Saat ini, ada beberapa platform NGS yang berbeda, masing-masing dengan kelebihan dalam hal panjang read, kecepatan, dan biaya:

1. Sekuensing Berbasis Sintesis (Ilumina)

• Prinsip: Ini adalah platform yang paling dominan. Menggunakan nukleotida yang dimodifikasi secara kimia (mengandung fluoresen dan terminator reversibel). Setelah setiap basa ditambahkan dan dideteksi (flash cahaya), terminator dihapus, memungkinkan basa berikutnya ditambahkan.
• Kelebihan: Akurasi Tinggi dan throughput masif.
• Kekurangan: Panjang read relatif pendek (biasanya 150-300 bp).

2. Sekuensing Semikonduktor (Ion Torrent)

• Prinsip: Menggunakan pendeteksian perubahan pH. Ketika nukleotida dimasukkan, pelepasan ion hidrogen mengubah pH larutan.
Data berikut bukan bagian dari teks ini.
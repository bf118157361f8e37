//! Linear-scan similarity index over solution snapshots.
//!
//! Three lookup paths, cheapest first:
//!
//! ```text
//! find_exact     question → snapshot                 HashMap, O(1)
//! find_synonym   synonym  → (canonical, score)       HashMap, O(1)
//! scan_*         query embedding vs every snapshot   O(n · dim)
//! ```
//!
//! Snapshot embeddings are normalized once on insert, so a scan is one dot
//! product per snapshot. The synonym table is derived from every snapshot's
//! `synonymous_questions` and is rebuilt whenever a snapshot changes.
//!
//! The scan has no index structure. That is fine for hundreds of snapshots;
//! past that, `benches/resolve.rs` shows where it stops being cheap.

use std::collections::HashMap;

use tracing::{debug, warn};

use super::{unit, unit_score};
use crate::search::ScoredSnapshot;
use crate::snapshot::SolutionSnapshot;

/// A snapshot with its unit-length embeddings.
#[derive(Clone, Debug)]
struct IndexedSnapshot {
    snapshot: SolutionSnapshot,
    question_unit: Option<Vec<f32>>,
    code_unit: Option<Vec<f32>>,
}

impl IndexedSnapshot {
    fn new(snapshot: SolutionSnapshot) -> Self {
        Self {
            question_unit: unit(&snapshot.question_embedding),
            code_unit: unit(&snapshot.code_embedding),
            snapshot,
        }
    }
}

/// Flattened synonym table entry.
#[derive(Clone, Debug, PartialEq)]
struct SynonymEntry {
    canonical: String,
    score: f32,
}

/// In-memory index of every snapshot in a store.
///
/// Not internally synchronized; the [`SnapshotStore`](crate::SnapshotStore)
/// guards it with a `RwLock`.
#[derive(Clone, Debug)]
pub struct SimilarityIndex {
    dimension: usize,
    snapshots: HashMap<String, IndexedSnapshot>,
    synonyms: HashMap<String, SynonymEntry>,
}

impl SimilarityIndex {
    /// Creates an empty index for embeddings of `dimension`.
    pub fn new(dimension: usize) -> Self {
        Self {
            dimension,
            snapshots: HashMap::new(),
            synonyms: HashMap::new(),
        }
    }

    /// Builds an index from loaded snapshots.
    ///
    /// Later snapshots with the same question replace earlier ones.
    pub fn from_snapshots(
        dimension: usize,
        snapshots: impl IntoIterator<Item = SolutionSnapshot>,
    ) -> Self {
        let mut index = Self::new(dimension);
        for snapshot in snapshots {
            index
                .snapshots
                .insert(snapshot.question.clone(), IndexedSnapshot::new(snapshot));
        }
        index.rebuild_synonyms();
        index
    }

    /// Inserts or replaces a snapshot, returning the previous version.
    pub fn insert(&mut self, snapshot: SolutionSnapshot) -> Option<SolutionSnapshot> {
        let previous = self
            .snapshots
            .insert(snapshot.question.clone(), IndexedSnapshot::new(snapshot))
            .map(|entry| entry.snapshot);
        self.rebuild_synonyms();
        previous
    }

    /// Returns the snapshot whose question is exactly `question`.
    pub fn find_exact(&self, question: &str) -> Option<&SolutionSnapshot> {
        self.snapshots.get(question).map(|entry| &entry.snapshot)
    }

    /// Returns the snapshot that lists `question` as a synonym, with the
    /// score it was accepted at.
    pub fn find_synonym(&self, question: &str) -> Option<(&SolutionSnapshot, f32)> {
        let entry = self.synonyms.get(question)?;
        let snapshot = &self.snapshots.get(&entry.canonical)?.snapshot;
        if snapshot.is_blacklisted(question) {
            return None;
        }
        Some((snapshot, entry.score))
    }

    /// Scores `query` against every snapshot's question embedding.
    ///
    /// Snapshots that blacklist `question` are skipped before scoring.
    /// Results have `score >= threshold`, best first, at most `limit`.
    pub fn scan_questions(
        &self,
        question: &str,
        query: &[f32],
        threshold: f32,
        limit: usize,
    ) -> Vec<ScoredSnapshot> {
        self.scan(query, threshold, limit, |entry| {
            if entry.snapshot.is_blacklisted(question) {
                None
            } else {
                entry.question_unit.as_deref()
            }
        })
    }

    /// Scores `query` against every snapshot's code embedding.
    pub fn scan_code(&self, query: &[f32], threshold: f32, limit: usize) -> Vec<ScoredSnapshot> {
        self.scan(query, threshold, limit, |entry| entry.code_unit.as_deref())
    }

    fn scan<'a>(
        &'a self,
        query: &[f32],
        threshold: f32,
        limit: usize,
        target: impl Fn(&'a IndexedSnapshot) -> Option<&'a [f32]>,
    ) -> Vec<ScoredSnapshot> {
        if limit == 0 || query.len() != self.dimension {
            return Vec::new();
        }
        let Some(query) = unit(query) else {
            return Vec::new();
        };

        let mut hits: Vec<(f32, &IndexedSnapshot)> = self
            .snapshots
            .values()
            .filter_map(|entry| {
                let embedding = target(entry)?;
                let score = unit_score(&query, embedding)?;
                (score >= threshold).then_some((score, entry))
            })
            .collect();

        hits.sort_by(|a, b| {
            b.0.total_cmp(&a.0)
                .then_with(|| a.1.snapshot.question.cmp(&b.1.snapshot.question))
        });
        hits.truncate(limit);

        debug!(
            candidates = self.snapshots.len(),
            hits = hits.len(),
            threshold = threshold,
            "Linear scan complete"
        );

        hits.into_iter()
            .map(|(score, entry)| ScoredSnapshot {
                score,
                snapshot: entry.snapshot.clone(),
            })
            .collect()
    }

    /// Rebuilds the flattened synonym table from every snapshot.
    ///
    /// A synonym that its own snapshot blacklists is left out. When two
    /// snapshots claim the same synonym, the higher score wins.
    pub fn rebuild_synonyms(&mut self) {
        let mut synonyms: HashMap<String, SynonymEntry> = HashMap::new();

        let mut canonicals: Vec<&String> = self.snapshots.keys().collect();
        canonicals.sort();

        for canonical in canonicals {
            let snapshot = &self.snapshots[canonical].snapshot;
            for (question, &score) in &snapshot.synonymous_questions {
                if snapshot.is_blacklisted(question) || self.snapshots.contains_key(question) {
                    continue;
                }
                match synonyms.get(question) {
                    Some(existing) if existing.score >= score => {
                        warn!(
                            synonym = %question,
                            kept = %existing.canonical,
                            dropped = %canonical,
                            "Synonym claimed by two snapshots"
                        );
                    }
                    Some(existing) => {
                        warn!(
                            synonym = %question,
                            kept = %canonical,
                            dropped = %existing.canonical,
                            "Synonym claimed by two snapshots"
                        );
                        synonyms.insert(
                            question.clone(),
                            SynonymEntry {
                                canonical: canonical.clone(),
                                score,
                            },
                        );
                    }
                    None => {
                        synonyms.insert(
                            question.clone(),
                            SynonymEntry {
                                canonical: canonical.clone(),
                                score,
                            },
                        );
                    }
                }
            }
        }

        self.synonyms = synonyms;
    }

    /// Number of snapshots.
    pub fn len(&self) -> usize {
        self.snapshots.len()
    }

    /// Returns true if the index holds no snapshots.
    pub fn is_empty(&self) -> bool {
        self.snapshots.is_empty()
    }

    /// Number of entries in the synonym table.
    pub fn synonym_count(&self) -> usize {
        self.synonyms.len()
    }

    /// All canonical questions, sorted.
    pub fn questions(&self) -> Vec<String> {
        let mut questions: Vec<String> = self.snapshots.keys().cloned().collect();
        questions.sort();
        questions
    }

    /// Embedding dimension this index accepts.
    pub fn dimension(&self) -> usize {
        self.dimension
    }
}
Sensor semikonduktor mendeteksi perubahan tegangan yang dihasilkan oleh ion $\text{H}^+$.
• Kelebihan: Cepat dan relatif lebih murah. Tidak menggunakan laser atau kamera yang kompleks.
• Kekurangan: Kurang akurat dalam mengurutkan homopolimer (rantai basa yang sama berulang-ulang, misalnya AAAAAA).

3. Sekuensing Generasi Ketiga (Single-Molecule Sequencing)
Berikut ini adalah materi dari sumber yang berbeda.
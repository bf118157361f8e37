//! SnapshotStore: the semantic solution cache.
//!
//! The [`SnapshotStore`] owns the in-memory [`SimilarityIndex`], the
//! snapshot files, and the question → embedding cache. It answers "have we
//! solved this before?" and applies every change to a cached solution.
//!
//! # Quick Start
//!
//! ```rust,ignore
//! use solvecache::{Config, MatchResult, SnapshotStore};
//!
//! let store = SnapshotStore::open("./cache", Config::default(), Box::new(my_embedder))?;
//!
//! match store.resolve("what concerts do i have this week", 90.0, 5)? {
//!     MatchResult::Found(m) => println!("{} match ({:.1})", m.kind, m.score),
//!     MatchResult::NotFound => println!("needs a fresh solution"),
//! }
//!
//! store.close()?;
//! ```
//!
//! # Resolution Order
//!
//! ```text
//! exact question ──hit──► Found(Exact, 100)
//!      │ miss
//!      ▼
//! synonym table ──hit, score ≥ threshold──► Found(Synonym, score)
//!      │ miss
//!      ▼
//! linear cosine scan (blacklist first) ──best ≥ threshold──► Found(Similar, score)
//!      │ none
//!      ▼
//!   NotFound
//! ```
//!
//! # Thread Safety
//!
//! `SnapshotStore` is `Send + Sync` and is shared via `Arc`. One `RwLock`
//! guards the index; mutations persist to disk while holding the write lock,
//! so a reader never sees a snapshot that isn't on disk.

use std::fs;
use std::path::{Path, PathBuf};
use std::sync::{RwLock, RwLockReadGuard, RwLockWriteGuard};
use std::time::Duration;

use tracing::{debug, info, instrument, warn};

use crate::config::Config;
use crate::embedding::{CachedEmbedder, EmbeddingService};
use crate::error::{NotFoundError, Result, SolveCacheError, StorageError, ValidationError};
use crate::search::{MatchKind, MatchResult, ScoredSnapshot, SnapshotMatch};
use crate::snapshot::{validate_snapshot, GeneratedCode, SolutionSnapshot};
use crate::storage::schema::TRANSCRIPT_DIR;
use crate::storage::{open_storage, SnapshotStorage};
use crate::types::Embedding;
use crate::vector::SimilarityIndex;

/// Score reported for an exact question match.
pub const EXACT_MATCH_SCORE: f32 = 100.0;

/// The semantic solution cache.
///
/// Create with [`SnapshotStore::open()`], release with
/// [`SnapshotStore::close()`].
pub struct SnapshotStore {
    /// Snapshot index; the source of truth for reads.
    index: RwLock<SimilarityIndex>,

    /// Snapshot files.
    storage: Box<dyn SnapshotStorage>,

    /// Question → embedding cache wrapping the injected provider.
    embedder: CachedEmbedder,

    /// Files skipped at load time.
    skipped: Vec<StorageError>,

    /// Store root directory.
    root: PathBuf,

    /// Configuration used to open this store.
    config: Config,
}

impl std::fmt::Debug for SnapshotStore {
    fn fmt(&self, f: &mut std::fmt::Formatter<'_>) -> std::fmt::Result {
        f.debug_struct("SnapshotStore")
            .field("root", &self.root)
            .field("snapshots", &self.len())
            .field("skipped", &self.skipped.len())
            .field("config", &self.config)
            .finish_non_exhaustive()
    }
}

impl SnapshotStore {
    /// Opens or creates a store rooted at `path`.
    ///
    /// Loads every snapshot file (skipping corrupt ones) and every cached
    /// embedding before returning.
    ///
    /// # Errors
    ///
    /// Returns an error if:
    /// - Configuration is invalid (see [`Config::validate`])
    /// - The provider's dimension differs from the configured one
    /// - The snapshot directory is locked by another process
    /// - The embedding database is corrupted or has another dimension
    #[instrument(skip(config, embedding), fields(path = %path.as_ref().display()))]
    pub fn open(
        path: impl AsRef<Path>,
        config: Config,
        embedding: Box<dyn EmbeddingService>,
    ) -> Result<Self> {
        config.validate().map_err(SolveCacheError::from)?;

        if embedding.dimension() != config.dimension() {
            return Err(ValidationError::dimension_mismatch(
                config.dimension(),
                embedding.dimension(),
            )
            .into());
        }

        info!("Opening snapshot store");

        let root = path.as_ref().to_path_buf();
        fs::create_dir_all(&root)?;

        let (storage, embeddings) = open_storage(&root, &config)?;
        let embedder = CachedEmbedder::open(embedding, embeddings)?;

        let report = storage.load_all(config.dimension())?;
        let skipped = report.skipped;
        let index = SimilarityIndex::from_snapshots(config.dimension(), report.snapshots);
        if !skipped.is_empty() {
            warn!(
                skipped = skipped.len(),
                "Some snapshot files could not be loaded and were skipped"
            );
        }

        info!(
            snapshots = index.len(),
            synonyms = index.synonym_count(),
            skipped = skipped.len(),
            cached_embeddings = embedder.len(),
            "Snapshot store opened"
        );

        Ok(Self {
            index: RwLock::new(index),
            storage,
            embedder,
            skipped,
            root,
            config,
        })
    }

    /// Closes the store, releasing the directory lock and the embedding
    /// database.
    #[instrument(skip(self), fields(path = %self.root.display()))]
    pub fn close(self) -> Result<()> {
        info!("Closing snapshot store");
        self.storage.close()?;
        self.embedder.close()?;
        info!("Snapshot store closed");
        Ok(())
    }

    // =========================================================================
    // Lookups
    // =========================================================================

    /// Returns the snapshot whose question is exactly `question`.
    pub fn find_exact(&self, question: &str) -> Result<Option<SolutionSnapshot>> {
        Ok(self.read()?.find_exact(question).cloned())
    }

    /// Returns the snapshot that lists `question` as a synonym, scored with
    /// the score the synonym was accepted at.
    pub fn find_synonym(&self, question: &str) -> Result<Option<ScoredSnapshot>> {
        Ok(self
            .read()?
            .find_synonym(question)
            .map(|(snapshot, score)| ScoredSnapshot {
                score,
                snapshot: snapshot.clone(),
            }))
    }

    /// Scans every snapshot for questions similar to `question`.
    ///
    /// Snapshots that blacklist `question` are skipped before scoring.
    /// Results have `score >= threshold`, best first, at most `limit`.
    ///
    /// # Errors
    ///
    /// Returns [`SolveCacheError::EmbeddingUnavailable`] if `question` can't
    /// be embedded.
    pub fn find_by_similarity(
        &self,
        question: &str,
        threshold: f32,
        limit: usize,
    ) -> Result<Vec<ScoredSnapshot>> {
        let query = self.embedder.embed(question)?;
        Ok(self
            .read()?
            .scan_questions(question, &query, threshold, limit))
    }

    /// Scans every snapshot for code similar to `exemplar`.
    ///
    /// Returns at most `config.match_limit` results, best first.
    pub fn find_by_code_similarity(
        &self,
        exemplar: &str,
        threshold: f32,
    ) -> Result<Vec<ScoredSnapshot>> {
        let query = self.embedder.embed(exemplar)?;
        Ok(self
            .read()?
            .scan_code(&query, threshold, self.config.match_limit))
    }

    /// Finds the cached solution for `question`, if any applies.
    ///
    /// Exact matches score 100 and ignore `threshold`. A synonym is accepted
    /// when its recorded score is at least `threshold`. Otherwise the best
    /// scan result at or above `threshold` wins.
    ///
    /// # Errors
    ///
    /// Returns [`SolveCacheError::EmbeddingUnavailable`] if neither the exact
    /// nor the synonym lookup hit and `question` can't be embedded.
    #[instrument(skip(self), fields(question = %question))]
    pub fn resolve(&self, question: &str, threshold: f32, limit: usize) -> Result<MatchResult> {
        {
            let index = self.read()?;

            if let Some(snapshot) = index.find_exact(question) {
                debug!("Exact match");
                return Ok(MatchResult::Found(SnapshotMatch {
                    kind: MatchKind::Exact,
                    score: EXACT_MATCH_SCORE,
                    snapshot: snapshot.clone(),
                }));
            }

            if let Some((snapshot, score)) = index.find_synonym(question) {
                if score >= threshold {
                    debug!(canonical = %snapshot.question, score = score, "Synonym match");
                    return Ok(MatchResult::Found(SnapshotMatch {
                        kind: MatchKind::Synonym,
                        score,
                        snapshot: snapshot.clone(),
                    }));
                }
                debug!(score = score, threshold = threshold, "Synonym below threshold");
            }
        }

        let best = self
            .find_by_similarity(question, threshold, limit)?
            .into_iter()
            .next();

        Ok(match best {
            Some(ScoredSnapshot { score, snapshot }) => {
                debug!(canonical = %snapshot.question, score = score, "Similarity match");
                MatchResult::Found(SnapshotMatch {
                    kind: MatchKind::Similar,
                    score,
                    snapshot,
                })
            }
            None => {
                debug!("No match");
                MatchResult::NotFound
            }
        })
    }

    // =========================================================================
    // Mutations
    // =========================================================================

    /// Adds or replaces a snapshot.
    ///
    /// The snapshot is validated and written to disk before it becomes
    /// visible to lookups.
    #[instrument(skip(self, snapshot), fields(question = %snapshot.question))]
    pub fn add(&self, snapshot: SolutionSnapshot) -> Result<()> {
        validate_snapshot(&snapshot, self.config.dimension())?;

        let mut index = self.write()?;
        self.storage.save_snapshot(&snapshot)?;
        let replaced = index.insert(snapshot).is_some();

        info!(replaced = replaced, total = index.len(), "Snapshot stored");
        Ok(())
    }

    /// Records `question` as a synonym of the snapshot for `snapshot_question`.
    ///
    /// Returns `false` if the question is blacklisted on that snapshot or is
    /// its canonical question.
    pub fn add_synonym(&self, snapshot_question: &str, question: &str, score: f32) -> Result<bool> {
        if question.is_empty() {
            return Err(ValidationError::required_field("question").into());
        }
        let added = self.mutate(snapshot_question, |s| s.add_synonym(question, score))?;
        if added {
            debug!(
                canonical = %snapshot_question,
                synonym = %question,
                score = score,
                "Synonym recorded"
            );
        }
        Ok(added)
    }

    /// Marks `question` as not equivalent to the snapshot for
    /// `snapshot_question`, removing it from the synonyms.
    ///
    /// Returns `false` if it was already blacklisted.
    pub fn blacklist(&self, snapshot_question: &str, question: &str) -> Result<bool> {
        let added = self.mutate(snapshot_question, |s| s.blacklist(question))?;
        if added {
            info!(canonical = %snapshot_question, question = %question, "Question blacklisted");
        }
        Ok(added)
    }

    /// Replaces the code of the snapshot for `snapshot_question`.
    ///
    /// The code embedding is recomputed from `code.source()` before the
    /// change is applied. Recorded synonyms are dropped when the configured
    /// [`SynonymPolicy`](crate::SynonymPolicy) invalidates them.
    #[instrument(skip(self, code), fields(question = %snapshot_question))]
    pub fn replace_code(&self, snapshot_question: &str, code: GeneratedCode) -> Result<()> {
        if self.find_exact(snapshot_question)?.is_none() {
            return Err(NotFoundError::snapshot(snapshot_question).into());
        }

        let code_embedding = self.embedder.embed(&code.source())?;
        let invalidate = self.config.synonym_policy.invalidates();

        self.mutate(snapshot_question, |s| {
            s.replace_code(code, code_embedding, invalidate);
            true
        })?;

        info!(invalidated_synonyms = invalidate, "Snapshot code replaced");
        Ok(())
    }

    /// Records one execution of the snapshot's code.
    pub fn record_run(
        &self,
        snapshot_question: &str,
        success: bool,
        latency: Duration,
        answer: Option<String>,
    ) -> Result<()> {
        self.mutate(snapshot_question, |s| {
            s.record_run(success, latency, answer);
            true
        })?;
        Ok(())
    }

    /// Applies `change` to a copy of a snapshot and, if it reports a change,
    /// validates, persists and publishes the copy.
    fn mutate(
        &self,
        snapshot_question: &str,
        change: impl FnOnce(&mut SolutionSnapshot) -> bool,
    ) -> Result<bool> {
        let mut index = self.write()?;
        let mut snapshot = index
            .find_exact(snapshot_question)
            .cloned()
            .ok_or_else(|| NotFoundError::snapshot(snapshot_question))?;

        if !change(&mut snapshot) {
            return Ok(false);
        }

        validate_snapshot(&snapshot, self.config.dimension())?;
        self.storage.save_snapshot(&snapshot)?;
        index.insert(snapshot);
        Ok(true)
    }

    // =========================================================================
    // Accessors
    // =========================================================================

    /// Embeds `text` through the cache.
    pub fn embed(&self, text: &str) -> Result<Embedding> {
        self.embedder.embed(text)
    }

    /// Number of snapshots.
    pub fn len(&self) -> usize {
        self.index.read().map(|i| i.len()).unwrap_or(0)
    }

    /// Returns true if the store holds no snapshots.
    pub fn is_empty(&self) -> bool {
        self.len() == 0
    }

    /// All canonical questions, sorted.
    pub fn questions(&self) -> Result<Vec<String>> {
        Ok(self.read()?.questions())
    }

    /// Snapshot files skipped at open, one
    /// [`StorageError::CorruptSnapshotFile`] or
    /// [`StorageError::DuplicateSnapshotFile`] each.
    pub fn skipped_files(&self) -> &[StorageError] {
        &self.skipped
    }

    /// Store root directory.
    pub fn path(&self) -> &Path {
        &self.root
    }

    /// Directory escalation transcripts are written to.
    pub fn transcript_dir(&self) -> PathBuf {
        self.root.join(TRANSCRIPT_DIR)
    }

    /// Configuration used to open this store.
    #[inline]
    pub fn config(&self) -> &Config {
        &self.config
    }

    fn read(&self) -> Result<RwLockReadGuard<'_, SimilarityIndex>> {
        self.index
            .read()
            .map_err(|_| SolveCacheError::index("similarity index lock poisoned"))
    }

    fn write(&self) -> Result<RwLockWriteGuard<'_, SimilarityIndex>> {
        self.index
            .write()
            .map_err(|_| SolveCacheError::index("similarity index lock poisoned"))
    }
}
Platform terbaru yang menghindari langkah amplifikasi klonal dan mengurutkan DNA satu molekul tunggal secara real-time.

• Pacific Biosciences (PacBio) dan Oxford Nanopore Technologies (ONT):
  • Prinsip: DNA dilewatkan melalui lubang nano (nanopore). Perubahan arus listrik yang melalui nanopore dideteksi saat basa-basa yang berbeda lewat.
  • Kelebihan: Panjang read sangat panjang (bisa puluhan hingga ratusan ribu basa). Ini sangat penting untuk merakit genom yang kompleks dan melewati urutan berulang.
  • Kekurangan: Akurasi lebih rendah dibandingkan Ilumina, meskipun terus meningkat.

---

📊 Aplikasi Utama NGS dalam Penelitian dan Klinis

Aplikasi	Deskripsi dan Tujuan
Genomik (WGS/WES)	WGS (Whole-Genome Sequencing): Mengurutkan seluruh genom untuk mengidentifikasi semua varian. WES (Whole-Exome Sequencing): Mengurutkan hanya bagian pengkode protein (ekson) yang mencakup 1-2% genom, lebih efisien untuk mencari penyebab penyakit genetik.
Transcriptomics (RNA-Seq)	Mengukur dan mengkuantifikasi semua molekul RNA dalam sel. Memberikan pemahaman gen mana yang aktif dan pada tingkat apa. Penting untuk studi kanker dan perkembangan sel.
Epigenomik (ChIP-Seq)	Digunakan untuk mengidentifikasi lokasi ikatan protein pengatur DNA (faktor transkripsi) atau modifikasi histon pada genom. Memahami regulasi gen.
Metagenomik	Mengurutkan semua DNA dalam sampel lingkungan atau klinis (misalnya, mikrobioma usus) untuk mengidentifikasi spesies yang ada dan potensi fungsi genetiknya.

---

🛑 Keterbatasan Utama NGS

Meskipun kuat, NGS memiliki keterbatasan:

1. Analisis Data (Bioinformatika): Data mentah NGS tidak dapat digunakan tanpa analisis komputasi yang rumit. Kualitas hasil sangat bergantung pada algoritma perataan (alignment) dan pemanggilan varian (variant calling).
2. Kesulitan Mapping Daerah Berulang: Reads pendek sulit untuk dipetakan secara unik ke daerah genom yang sangat berulang (misalnya, sentromer atau telomer), menyebabkan celah (gap) dalam perakitan genom.
3. Biaya Operasional: Meskipun biaya per basa turun, menjalankan sekuenser NGS masih membutuhkan reagen dan infrastruktur laboratorium yang mahal.